• **REQUIREMENT**: The full listing should be set down again without a single alteration.

• **SOURCE MATERIAL**:
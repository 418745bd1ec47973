//! Cross-page selector validation
//!
//! Checks whether one selector holds up across several pages: how many
//! pages it matches on, whether it is unique everywhere it matches, and
//! which pages it misses.

use crate::config::CrawlConfig;
use crate::crawler::{check_url, unique_urls, RetryPolicy};
use crate::driver::{with_timeout, BrowserSession, Driver, SessionGuard, SessionOptions};
use crate::{ErrorDetail, ErrorKind, Result, ScoutError};
use futures::FutureExt;
use serde::Serialize;
use std::collections::BTreeMap;
use std::sync::Arc;
use std::time::Duration;

/// Matches found on one successfully visited page
#[derive(Debug, Clone, PartialEq, Serialize)]
#[serde(rename_all = "camelCase")]
pub struct PageMatchCount {
    pub url: String,
    pub count: usize,
}

/// Aggregate result of validating one selector
#[derive(Debug, Clone, PartialEq, Serialize)]
#[serde(rename_all = "camelCase")]
pub struct CrossPageValidationResult {
    pub selector: String,
    pub total_urls: usize,

    /// Pages where the selector matched at least once
    pub valid_urls: usize,

    /// True when every matching page had exactly one match
    pub unique_on_all_pages: bool,

    /// Mean match count over the valid pages
    pub average_match_count: f64,

    /// Visited pages with zero matches, reported only if some page matched
    pub inconsistent_pages: Vec<String>,

    pub match_counts: Vec<PageMatchCount>,

    /// Pages that could not be visited
    pub errors_by_url: BTreeMap<String, ErrorDetail>,
}

impl CrossPageValidationResult {
    fn empty(selector: &str) -> Self {
        Self {
            selector: selector.to_string(),
            total_urls: 0,
            valid_urls: 0,
            unique_on_all_pages: false,
            average_match_count: 0.0,
            inconsistent_pages: Vec::new(),
            match_counts: Vec::new(),
            errors_by_url: BTreeMap::new(),
        }
    }

    /// Share of pages the selector matched on
    pub fn coverage(&self) -> f64 {
        if self.total_urls == 0 {
            0.0
        } else {
            self.valid_urls as f64 / self.total_urls as f64
        }
    }

    fn summarize(
        selector: &str,
        total_urls: usize,
        match_counts: Vec<PageMatchCount>,
        errors_by_url: BTreeMap<String, ErrorDetail>,
    ) -> Self {
        let matching: Vec<&PageMatchCount> = match_counts.iter().filter(|m| m.count > 0).collect();
        let valid_urls = matching.len();

        let average_match_count = if valid_urls == 0 {
            0.0
        } else {
            matching.iter().map(|m| m.count).sum::<usize>() as f64 / valid_urls as f64
        };

        let inconsistent_pages = if valid_urls == 0 {
            Vec::new()
        } else {
            match_counts
                .iter()
                .filter(|m| m.count == 0)
                .map(|m| m.url.clone())
                .collect()
        };

        Self {
            selector: selector.to_string(),
            total_urls,
            valid_urls,
            unique_on_all_pages: valid_urls > 0 && matching.iter().all(|m| m.count == 1),
            average_match_count,
            inconsistent_pages,
            match_counts,
            errors_by_url,
        }
    }
}

/// Validates selectors across pages using one driver session
pub struct CrossPageValidator {
    driver: Arc<dyn Driver>,
    options: SessionOptions,
    navigation_timeout: Duration,
    step_timeout: Duration,
    retry: RetryPolicy,
}

async fn count_on_page(
    session: &mut dyn BrowserSession,
    url: String,
    selector: String,
    navigation_timeout: Duration,
    step_timeout: Duration,
) -> Result<usize> {
    with_timeout(
        &format!("load {}", url),
        navigation_timeout,
        session.navigate(&url, navigation_timeout),
    )
    .await?;
    with_timeout(
        &format!("evaluate {}", selector),
        step_timeout,
        session.evaluate_selector(&selector),
    )
    .await
}

impl CrossPageValidator {
    pub fn new(driver: Arc<dyn Driver>, config: &CrawlConfig) -> Self {
        Self {
            driver,
            options: SessionOptions::from(&config.browser),
            navigation_timeout: config.browser.navigation_timeout(),
            step_timeout: config.browser.step_timeout(),
            retry: RetryPolicy::from_config(&config.retry),
        }
    }

    /// Visits each URL in order and counts selector matches
    ///
    /// Pages that cannot be visited, including URLs that are not absolute
    /// http(s), are recorded in `errors_by_url` and excluded from the
    /// statistics. Repeated URLs are visited once. An empty URL list yields
    /// an empty result without opening a session.
    ///
    /// # Errors
    ///
    /// Returns a `Validation` error if the driver rejects the selector as
    /// malformed, and the driver's error if no session can be opened.
    pub async fn validate_across_pages(
        &self,
        selector: &str,
        urls: &[String],
    ) -> Result<CrossPageValidationResult> {
        if urls.is_empty() {
            return Ok(CrossPageValidationResult::empty(selector));
        }
        let urls = unique_urls(urls);

        let mut guard = SessionGuard::acquire(
            self.driver.as_ref(),
            &self.options,
            format!("validate {}", selector),
        )
        .await?;

        let outcome = self.visit_all(guard.session(), selector, &urls).await;

        if let Err(e) = guard.release().await {
            tracing::warn!("Failed to close validation session: {}", e);
        }

        let (match_counts, errors_by_url) = outcome?;
        let result = CrossPageValidationResult::summarize(selector, urls.len(), match_counts, errors_by_url);

        tracing::info!(
            "Selector {} matched on {}/{} pages (unique everywhere: {})",
            selector,
            result.valid_urls,
            result.total_urls,
            result.unique_on_all_pages
        );
        Ok(result)
    }

    async fn visit_all(
        &self,
        session: &mut dyn BrowserSession,
        selector: &str,
        urls: &[String],
    ) -> Result<(Vec<PageMatchCount>, BTreeMap<String, ErrorDetail>)> {
        let mut match_counts = Vec::new();
        let mut errors_by_url = BTreeMap::new();

        for url in urls {
            if let Err(e) = check_url(url) {
                tracing::warn!("Skipping {} during validation: {}", url, e);
                errors_by_url.insert(url.clone(), ErrorDetail::from_error(&e, 0));
                continue;
            }

            let attempt = self
                .retry
                .execute_with(url, session, |s, _| {
                    count_on_page(
                        s,
                        url.clone(),
                        selector.to_string(),
                        self.navigation_timeout,
                        self.step_timeout,
                    )
                    .boxed()
                })
                .await;

            let attempts = attempt.attempts.len() as u32;
            match (attempt.result, attempt.error) {
                (Some(count), _) => {
                    tracing::debug!("{} matched {} times on {}", selector, count, url);
                    match_counts.push(PageMatchCount {
                        url: url.clone(),
                        count,
                    });
                }
                (None, Some(e)) if e.kind() == ErrorKind::Validation => {
                    return Err(e);
                }
                (None, Some(e)) => {
                    tracing::warn!("Skipping {} during validation: {}", url, e);
                    errors_by_url.insert(url.clone(), ErrorDetail::from_error(&e, attempts));
                }
                (None, None) => {
                    errors_by_url.insert(
                        url.clone(),
                        ErrorDetail::from_error(
                            &ScoutError::Browser("no result from driver".to_string()),
                            attempts,
                        ),
                    );
                }
            }
        }

        Ok((match_counts, errors_by_url))
    }
}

• **FINAL ANSWER**:
repository 418745bd1ec47973
//! Cross-page selector validation
//!
//! Checks whether one selector holds up across several pages: how many
//! pages it matches on, whether it is unique everywhere it matches, and
//! which pages it misses.

use crate::config::CrawlConfig;
use crate::crawler::{check_url, unique_urls, RetryPolicy};
use crate::driver::{with_timeout, BrowserSession, Driver, SessionGuard, SessionOptions};
use crate::{ErrorDetail, ErrorKind, Result, ScoutError};
use futures::FutureExt;
use serde::Serialize;
use std::collections::BTreeMap;
use std::sync::Arc;
use std::time::Duration;

/// Matches found on one successfully visited page
#[derive(Debug, Clone, PartialEq, Serialize)]
#[serde(rename_all = "camelCase")]
pub struct PageMatchCount {
    pub url: String,
    pub count: usize,
}

/// Aggregate result of validating one selector
#[derive(Debug, Clone, PartialEq, Serialize)]
#[serde(rename_all = "camelCase")]
pub struct CrossPageValidationResult {
    pub selector: String,
    pub total_urls: usize,

    /// Pages where the selector matched at least once
    pub valid_urls: usize,

    /// True when every matching page had exactly one match
    pub unique_on_all_pages: bool,

    /// Mean match count over the valid pages
    pub average_match_count: f64,

    /// Visited pages with zero matches, reported only if some page matched
    pub inconsistent_pages: Vec<String>,

    pub match_counts: Vec<PageMatchCount>,

    /// Pages that could not be visited
    pub errors_by_url: BTreeMap<String, ErrorDetail>,
}

impl CrossPageValidationResult {
    fn empty(selector: &str) -> Self {
        Self {
            selector: selector.to_string(),
            total_urls: 0,
            valid_urls: 0,
            unique_on_all_pages: false,
            average_match_count: 0.0,
            inconsistent_pages: Vec::new(),
            match_counts: Vec::new(),
            errors_by_url: BTreeMap::new(),
        }
    }

    /// Share of pages the selector matched on
    pub fn coverage(&self) -> f64 {
        if self.total_urls == 0 {
            0.0
        } else {
            self.valid_urls as f64 / self.total_urls as f64
        }
    }

    fn summarize(
        selector: &str,
        total_urls: usize,
        match_counts: Vec<PageMatchCount>,
        errors_by_url: BTreeMap<String, ErrorDetail>,
    ) -> Self {
        let matching: Vec<&PageMatchCount> = match_counts.iter().filter(|m| m.count > 0).collect();
        let valid_urls = matching.len();

        let average_match_count = if valid_urls == 0 {
            0.0
        } else {
            matching.iter().map(|m| m.count).sum::<usize>() as f64 / valid_urls as f64
        };

        let inconsistent_pages = if valid_urls == 0 {
            Vec::new()
        } else {
            match_counts
                .iter()
                .filter(|m| m.count == 0)
                .map(|m| m.url.clone())
                .collect()
        };

        Self {
            selector: selector.to_string(),
            total_urls,
            valid_urls,
            unique_on_all_pages: valid_urls > 0 && matching.iter().all(|m| m.count == 1),
            average_match_count,
            inconsistent_pages,
            match_counts,
            errors_by_url,
        }
    }
}

/// Validates selectors across pages using one driver session
pub struct CrossPageValidator {
    driver: Arc<dyn Driver>,
    options: SessionOptions,
    navigation_timeout: Duration,
    step_timeout: Duration,
    retry: RetryPolicy,
}

async fn count_on_page(
    session: &mut dyn BrowserSession,
    url: String,
    selector: String,
    navigation_timeout: Duration,
    step_timeout: Duration,
) -> Result<usize> {
    with_timeout(
        &format!("load {}", url),
        navigation_timeout,
        session.navigate(&url, navigation_timeout),
    )
    .await?;
    with_timeout(
        &format!("evaluate {}", selector),
        step_timeout,
        session.evaluate_selector(&selector),
    )
    .await
}

impl CrossPageValidator {
    pub fn new(driver: Arc<dyn Driver>, config: &CrawlConfig) -> Self {
        Self {
            driver,
            options: SessionOptions::from(&config.browser),
            navigation_timeout: config.browser.navigation_timeout(),
            step_timeout: config.browser.step_timeout(),
            retry: RetryPolicy::from_config(&config.retry),
        }
    }

    /// Visits each URL in order and counts selector matches
    ///
    /// Pages that cannot be visited, including URLs that are not absolute
    /// http(s), are recorded in `errors_by_url` and excluded from the
    /// statistics. Repeated URLs are visited once. An empty URL list yields
    /// an empty result without opening a session.
    ///
    /// # Errors
    ///
    /// Returns a `Validation` error if the driver rejects the selector as
    /// malformed, and the driver's error if no session can be opened.
    pub async fn validate_across_pages(
        &self,
        selector: &str,
        urls: &[String],
    ) -> Result<CrossPageValidationResult> {
        if urls.is_empty() {
            return Ok(CrossPageValidationResult::empty(selector));
        }
        let urls = unique_urls(urls);

        let mut guard = SessionGuard::acquire(
            self.driver.as_ref(),
            &self.options,
            format!("validate {}", selector),
        )
        .await?;

        let outcome = self.visit_all(guard.session(), selector, &urls).await;

        if let Err(e) = guard.release().await {
            tracing::warn!("Failed to close validation session: {}", e);
        }

        let (match_counts, errors_by_url) = outcome?;
        let result = CrossPageValidationResult::summarize(selector, urls.len(), match_counts, errors_by_url);

        tracing::info!(
            "Selector {} matched on {}/{} pages (unique everywhere: {})",
            selector,
            result.valid_urls,
            result.total_urls,
            result.unique_on_all_pages
        );
        Ok(result)
    }

    async fn visit_all(
        &self,
        session: &mut dyn BrowserSession,
        selector: &str,
        urls: &[String],
    ) -> Result<(Vec<PageMatchCount>, BTreeMap<String, ErrorDetail>)> {
        let mut match_counts = Vec::new();
        let mut errors_by_url = BTreeMap::new();

        for url in urls {
            if let Err(e) = check_url(url) {
                tracing::warn!("Skipping {} during validation: {}", url, e);
                errors_by_url.insert(url.clone(), ErrorDetail::from_error(&e, 0));
                continue;
            }

            let attempt = self
                .retry
                .execute_with(url, session, |s, _| {
                    count_on_page(
                        s,
                        url.clone(),
                        selector.to_string(),
                        self.navigation_timeout,
                        self.step_timeout,
                    )
                    .boxed()
                })
                .await;

            let attempts = attempt.attempts.len() as u32;
            match (attempt.result, attempt.error) {
                (Some(count), _) => {
                    tracing::debug!("{} matched {} times on {}", selector, count, url);
                    match_counts.push(PageMatchCount {
                        url: url.clone(),
                        count,
                    });
                }
                (None, Some(e)) if e.kind() == ErrorKind::Validation => {
                    return Err(e);
                }
                (None, Some(e)) => {
                    tracing::warn!("Skipping {} during validation: {}", url, e);
                    errors_by_url.insert(url.clone(), ErrorDetail::from_error(&e, attempts));
                }
                (None, None) => {
                    errors_by_url.insert(
                        url.clone(),
                        ErrorDetail::from_error(
                            &ScoutError::Browser("no result from driver".to_string()),
                            attempts,
                        ),
                    );
                }
            }
        }

        Ok((match_counts, errors_by_url))
    }
}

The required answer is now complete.